Jinissa is a citizen of the nation of Calavria, exiled for political reasons and living in the neighboring kingdom of Lendiil. Like all Calavrians, she has paranormal powers. When she displays these in order to save a child’s life, she is immediately seized by the Lendiili and condemned as a witch and a spy. Moments before she suffers her punishment, a good-looking nobleman rides up and rescues her – temporarily. The man is Lord Stephan, who was sent by the king. Apparently the king wants to interrogate the Calavrian before she is flogged and executed.

Like the villagers, Lord Stephan bitterly hates all Calavrians. He takes Jinny on a long journey over a snowy, wolf-infested mountain range to the king’s capital. On this trip, Jinny learns about the painful past that has made Stephan into the hard man he is today, and Stephan learns that not all magic is evil.

This book never swerves from its devotion to the oldest and safest romance traditions. Readers will not be surprised when Jinny and Stephan get caught in a snowstorm and must take shelter together in a lonely cabin. Nor will it come as a shock when Jinny gets chilled by the snow, and Stephan warms her up by getting naked with her. Stephan, a man who blames Jinny for something that someone else did to him ten years earlier, is the living embodiment of a romance novel cliché, and while Jinny is pleasant she never rises above place-holder status and becomes a real character in her own right.

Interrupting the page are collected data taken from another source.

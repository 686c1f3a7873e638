//! Reconciliation of incoming records against the store
//!
//! Classification matches on id equality only and never fails. Merging is a
//! total, pure function of the local record, the incoming record and the
//! chosen [`MergeStrategy`]. Applying a result always goes through the
//! store's own mutation API, so caches and persistence follow.

use crate::store::RecordStore;
use chrono::{DateTime, Utc};
use dce_common::events::StoreEvent;
use dce_common::models::{Checklist, ChecklistMap, DriverRecord, ShareableRecord, ShareableRecordBundle};
use serde::{Deserialize, Serialize};
use std::collections::VecDeque;
use tracing::{debug, info, warn};
use uuid::Uuid;

/// Where an incoming record lands relative to the store
#[derive(Debug, Clone, PartialEq)]
pub enum Classification {
    /// The store already holds a record with this id
    Existing {
        local_index: usize,
        record: DriverRecord,
        checklist_title_matches: bool,
        export_date: DateTime<Utc>,
    },
    /// No local record has this id
    New {
        record: DriverRecord,
        checklist: Option<Checklist>,
        checklist_title_matches: bool,
        export_date: DateTime<Utc>,
    },
}

impl Classification {
    pub fn record(&self) -> &DriverRecord {
        match self {
            Classification::Existing { record, .. } | Classification::New { record, .. } => record,
        }
    }

    pub fn is_existing(&self) -> bool {
        matches!(self, Classification::Existing { .. })
    }
}

/// Classify an incoming record by id against the store
///
/// `checklist_title_matches` is true only when both the incoming snapshot
/// checklist and the store's primary checklist exist and share a title.
pub fn classify(incoming: ShareableRecord, store: &RecordStore) -> Classification {
    let checklist_title_matches = match (incoming.checklist_title(), store.checklist()) {
        (Some(incoming_title), Some(local)) => incoming_title == local.title,
        _ => false,
    };
    let ShareableRecord {
        driver,
        checklist,
        export_date,
        ..
    } = incoming;

    match store.index_of(driver.id) {
        Some(local_index) => Classification::Existing {
            local_index,
            record: driver,
            checklist_title_matches,
            export_date,
        },
        None => Classification::New {
            record: driver,
            checklist,
            checklist_title_matches,
            export_date,
        },
    }
}

/// How to settle a conflict between a local and an incoming record
#[derive(Debug, Clone, Copy, PartialEq, Eq, Serialize, Deserialize)]
#[serde(rename_all = "snake_case")]
pub enum MergeStrategy {
    /// Take the incoming record wholesale
    ReplaceAll,
    /// Take the incoming record only if it was evaluated more recently
    KeepNewer,
    /// Fold incoming checklist data into the local record
    MergeChecklistStates,
}

/// What a merge did to the local record
#[derive(Debug, Clone, Copy, PartialEq, Eq, Serialize, Deserialize)]
#[serde(rename_all = "snake_case")]
pub enum MergeOutcome {
    Replaced,
    Merged,
    KeptLocal,
}

/// Merge `incoming` into `local`, returning the resulting record
pub fn merge(
    local: &DriverRecord,
    incoming: DriverRecord,
    strategy: MergeStrategy,
) -> (DriverRecord, MergeOutcome) {
    match strategy {
        MergeStrategy::ReplaceAll => (incoming, MergeOutcome::Replaced),
        MergeStrategy::KeepNewer => {
            if is_newer(incoming.last_evaluation, local.last_evaluation) {
                (incoming, MergeOutcome::Replaced)
            } else {
                (local.clone(), MergeOutcome::KeptLocal)
            }
        }
        MergeStrategy::MergeChecklistStates => {
            (merge_checklist_states(local, incoming), MergeOutcome::Merged)
        }
    }
}

fn is_newer(incoming: Option<DateTime<Utc>>, local: Option<DateTime<Utc>>) -> bool {
    match (incoming, local) {
        (Some(incoming), Some(local)) => incoming > local,
        (Some(_), None) => true,
        (None, _) => false,
    }
}

fn merge_checklist_states(local: &DriverRecord, incoming: DriverRecord) -> DriverRecord {
    let mut merged = local.clone();

    overlay(&mut merged.checklist_states, incoming.checklist_states);
    overlay(&mut merged.checklist_notes, incoming.checklist_notes);

    for (title, dates) in incoming.checklist_dates {
        let local_dates = merged.checklist_dates.entry(title).or_default();
        for (item, date) in dates {
            local_dates
                .entry(item)
                .and_modify(|existing| *existing = (*existing).max(date))
                .or_insert(date);
        }
    }

    merged.last_evaluation = match (local.last_evaluation, incoming.last_evaluation) {
        (Some(a), Some(b)) => Some(a.max(b)),
        (a, b) => a.or(b),
    };
    merged
}

/// Per-title union where the incoming value wins per item
fn overlay<V>(local: &mut ChecklistMap<V>, incoming: ChecklistMap<V>) {
    for (title, items) in incoming {
        local.entry(title).or_default().extend(items);
    }
}

/// What applying one incoming record did to the store
#[derive(Debug, Clone, Copy, PartialEq, Eq)]
pub enum ImportAction {
    Appended,
    Resolved(MergeOutcome),
    Skipped,
}

/// Append a new record; returns its index
pub fn apply_new(store: &mut RecordStore, record: DriverRecord) -> usize {
    let index = store.append(record);
    debug!(index, "Imported new record");
    index
}

/// Merge `incoming` into the local record at `local_index` and write it back
///
/// The index is re-checked against the incoming id first. If the local
/// record has moved, it is looked up again; if it is gone, the incoming
/// record is appended instead.
pub fn apply_existing(
    store: &mut RecordStore,
    local_index: usize,
    incoming: DriverRecord,
    strategy: MergeStrategy,
) -> ImportAction {
    let index = match store.driver(local_index) {
        Some(local) if local.id == incoming.id => Some(local_index),
        _ => store.index_of(incoming.id),
    };

    let Some(index) = index else {
        warn!(driver_id = %incoming.id, "Local record disappeared before merge, appending");
        apply_new(store, incoming);
        return ImportAction::Appended;
    };
    let Some(local) = store.driver(index) else {
        return ImportAction::Skipped;
    };

    let driver_id = incoming.id;
    let (result, outcome) = merge(local, incoming, strategy);
    if outcome == MergeOutcome::KeptLocal {
        // Incoming discarded: nothing to write or upload, observers still refresh
        store.mark_dirty();
    } else {
        store.replace(index, result);
    }
    debug!(driver_id = %driver_id, index, ?strategy, ?outcome, "Resolved conflict");
    ImportAction::Resolved(outcome)
}

/// Apply a classification, using `strategy` if it is a conflict
pub fn apply(
    store: &mut RecordStore,
    classification: Classification,
    strategy: MergeStrategy,
) -> ImportAction {
    match classification {
        Classification::New { record, .. } => {
            apply_new(store, record);
            ImportAction::Appended
        }
        Classification::Existing {
            local_index, record, ..
        } => apply_existing(store, local_index, record, strategy),
    }
}

/// Running totals of an import
#[derive(Debug, Clone, Default, PartialEq, Eq, Serialize, Deserialize)]
pub struct ImportReport {
    pub appended: usize,
    pub replaced: usize,
    pub merged: usize,
    pub kept_local: usize,
    pub skipped: usize,
    /// Appended records evaluated against a checklist other than the
    /// active one; their states do not show under the active checklist
    pub title_mismatches: Vec<Uuid>,
}

impl ImportReport {
    pub fn record(&mut self, action: ImportAction) {
        match action {
            ImportAction::Appended => self.appended += 1,
            ImportAction::Resolved(MergeOutcome::Replaced) => self.replaced += 1,
            ImportAction::Resolved(MergeOutcome::Merged) => self.merged += 1,
            ImportAction::Resolved(MergeOutcome::KeptLocal) => self.kept_local += 1,
            ImportAction::Skipped => self.skipped += 1,
        }
    }

    pub fn total(&self) -> usize {
        self.appended + self.replaced + self.merged + self.kept_local + self.skipped
    }
}

/// An existing record waiting for the user to pick a strategy
#[derive(Debug, Clone, PartialEq)]
pub struct PendingConflict {
    pub local_index: usize,
    pub incoming: DriverRecord,
    pub checklist_title_matches: bool,
    pub export_date: DateTime<Utc>,
}

/// Result of driving an [`ImportSession`] forward
#[derive(Debug, Clone, PartialEq)]
pub enum ImportStep {
    /// Processing stopped at a record that already exists locally
    Conflict(PendingConflict),
    Finished(ImportReport),
}

/// Interactive batch import, resumable at each conflict
///
/// New records are appended as they are reached. The first existing record
/// suspends processing until [`ImportSession::resolve`] or
/// [`ImportSession::skip`] is called. Records are applied strictly in input
/// order.
#[derive(Debug)]
pub struct ImportSession {
    pub session_id: Uuid,
    pub started_at: DateTime<Utc>,
    queue: VecDeque<ShareableRecord>,
    pending: Option<PendingConflict>,
    report: ImportReport,
    completed: bool,
}

impl ImportSession {
    pub fn new(records: Vec<ShareableRecord>) -> Self {
        Self {
            session_id: Uuid::new_v4(),
            started_at: dce_common::time::now(),
            queue: records.into(),
            pending: None,
            report: ImportReport::default(),
            completed: false,
        }
    }

    pub fn from_bundle(bundle: ShareableRecordBundle) -> Self {
        Self::new(bundle.drivers)
    }

    pub fn pending(&self) -> Option<&PendingConflict> {
        self.pending.as_ref()
    }

    /// Records not yet reached, excluding a pending conflict
    pub fn remaining(&self) -> usize {
        self.queue.len()
    }

    pub fn report(&self) -> &ImportReport {
        &self.report
    }

    pub fn is_finished(&self) -> bool {
        self.completed
    }

    /// Process queued records until a conflict or the end of the batch
    ///
    /// While a conflict is pending this returns it again without progress.
    pub fn advance(&mut self, store: &mut RecordStore) -> ImportStep {
        if let Some(pending) = &self.pending {
            return ImportStep::Conflict(pending.clone());
        }

        let mut store = store.defer_persistence();
        while let Some(incoming) = self.queue.pop_front() {
            match classify(incoming, &store) {
                Classification::New {
                    record,
                    checklist,
                    checklist_title_matches,
                    ..
                } => {
                    if checklist.is_some() && !checklist_title_matches {
                        debug!(
                            session_id = %self.session_id,
                            driver_id = %record.id,
                            "Imported record was evaluated against another checklist"
                        );
                        self.report.title_mismatches.push(record.id);
                    }
                    apply_new(&mut store, record);
                    self.report.record(ImportAction::Appended);
                }
                Classification::Existing {
                    local_index,
                    record,
                    checklist_title_matches,
                    export_date,
                } => {
                    let conflict = PendingConflict {
                        local_index,
                        incoming: record,
                        checklist_title_matches,
                        export_date,
                    };
                    debug!(
                        session_id = %self.session_id,
                        driver_id = %conflict.incoming.id,
                        local_index,
                        "Import paused on existing record"
                    );
                    self.pending = Some(conflict.clone());
                    return ImportStep::Conflict(conflict);
                }
            }
        }

        self.finish(&store)
    }

    /// Settle the pending conflict with `strategy`, then continue
    pub fn resolve(&mut self, store: &mut RecordStore, strategy: MergeStrategy) -> ImportStep {
        if let Some(conflict) = self.pending.take() {
            let action = apply_existing(store, conflict.local_index, conflict.incoming, strategy);
            self.report.record(action);
        }
        self.advance(store)
    }

    /// Drop the pending incoming record, keeping the local one, then continue
    pub fn skip(&mut self, store: &mut RecordStore) -> ImportStep {
        if let Some(conflict) = self.pending.take() {
            debug!(driver_id = %conflict.incoming.id, "Skipped incoming record");
            self.report.record(ImportAction::Skipped);
        }
        self.advance(store)
    }

    fn finish(&mut self, store: &RecordStore) -> ImportStep {
        if !self.completed {
            self.completed = true;
            let report = &self.report;
            let elapsed_ms = (dce_common::time::now() - self.started_at).num_milliseconds();
            info!(
                session_id = %self.session_id,
                elapsed_ms,
                title_mismatches = report.title_mismatches.len(),
                appended = report.appended,
                replaced = report.replaced,
                merged = report.merged,
                kept_local = report.kept_local,
                skipped = report.skipped,
                "Import completed"
            );
            store.events().emit_lossy(StoreEvent::ImportCompleted {
                appended: report.appended,
                replaced: report.replaced,
                merged: report.merged,
                kept_local: report.kept_local,
                skipped: report.skipped,
                title_mismatches: report.title_mismatches.len(),
                timestamp: dce_common::time::now(),
            });
        }
        ImportStep::Finished(self.report.clone())
    }
}

/// Import a whole batch, settling every conflict with one strategy
pub fn apply_all(
    store: &mut RecordStore,
    records: Vec<ShareableRecord>,
    strategy: MergeStrategy,
) -> ImportReport {
    let mut store = store.defer_persistence();
    let mut session = ImportSession::new(records);
    let mut step = session.advance(&mut store);
    loop {
        step = match step {
            ImportStep::Conflict(_) => session.resolve(&mut store, strategy),
            ImportStep::Finished(report) => return report,
        };
    }
}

The world-building in Witch’s Journey is extremely shallow. For instance, there’s apparently only one road from Jinny’s town to the kingdom’s capital, and is a road so arduous that only Jinny and Stephan are traveling it; there are no inns or towns along the way. One wonders how the king collects taxes from that part of his realm. A bigger problem: it takes Jinny and Stephan between seven and ten days to get to the capital. How did the news about Jinny’s conviction travel to the king in time for him to summon Stephan and send him out there, all in the two days it took for her to be condemned?

There’s a lot of potential here. McCullough has created a fantasy world that has several interesting things going for it. She briefly touches upon the reason for the Lendiili’s hatred of magic and the troubles between Lendiil and Calavria. The magic itself seems to be based on the elements of fire, air, earth, and water, which (while hardly new) could have been interesting. Unfortunately, most of these things are ignored throughout the book. We don’t learn much about magic because Jinny spends almost the entire book with a sigil (a charm of sorts) around her neck which prevents her from using her powers. We don’t learn much about the way the kingdom of Lendiil works because we spend the entire time in the woods with Jinny and Stephan.

On the other end of the scale, the book is competently written and engaging. I have certainly read far worse books. There’s nothing horribly wrong with it, or even very annoying. It’s just that it is so very safe. To me, the fusion of romance and fantasy presents an opportunity for writers to do something really new and interesting: to create a new world, to explore the impact of magic on people’s relationships, to breathe new life into the genre. Witch’s Journey is about a magical woman who lives in an imaginary land, but McCullough ignores the potential of that setup and makes no attempt to do anything new or different with a standard formula.

Those who enjoy road romances might well enjoy Witch’s Journey. I was entertained by the book, but in the end I was also rather disappointed.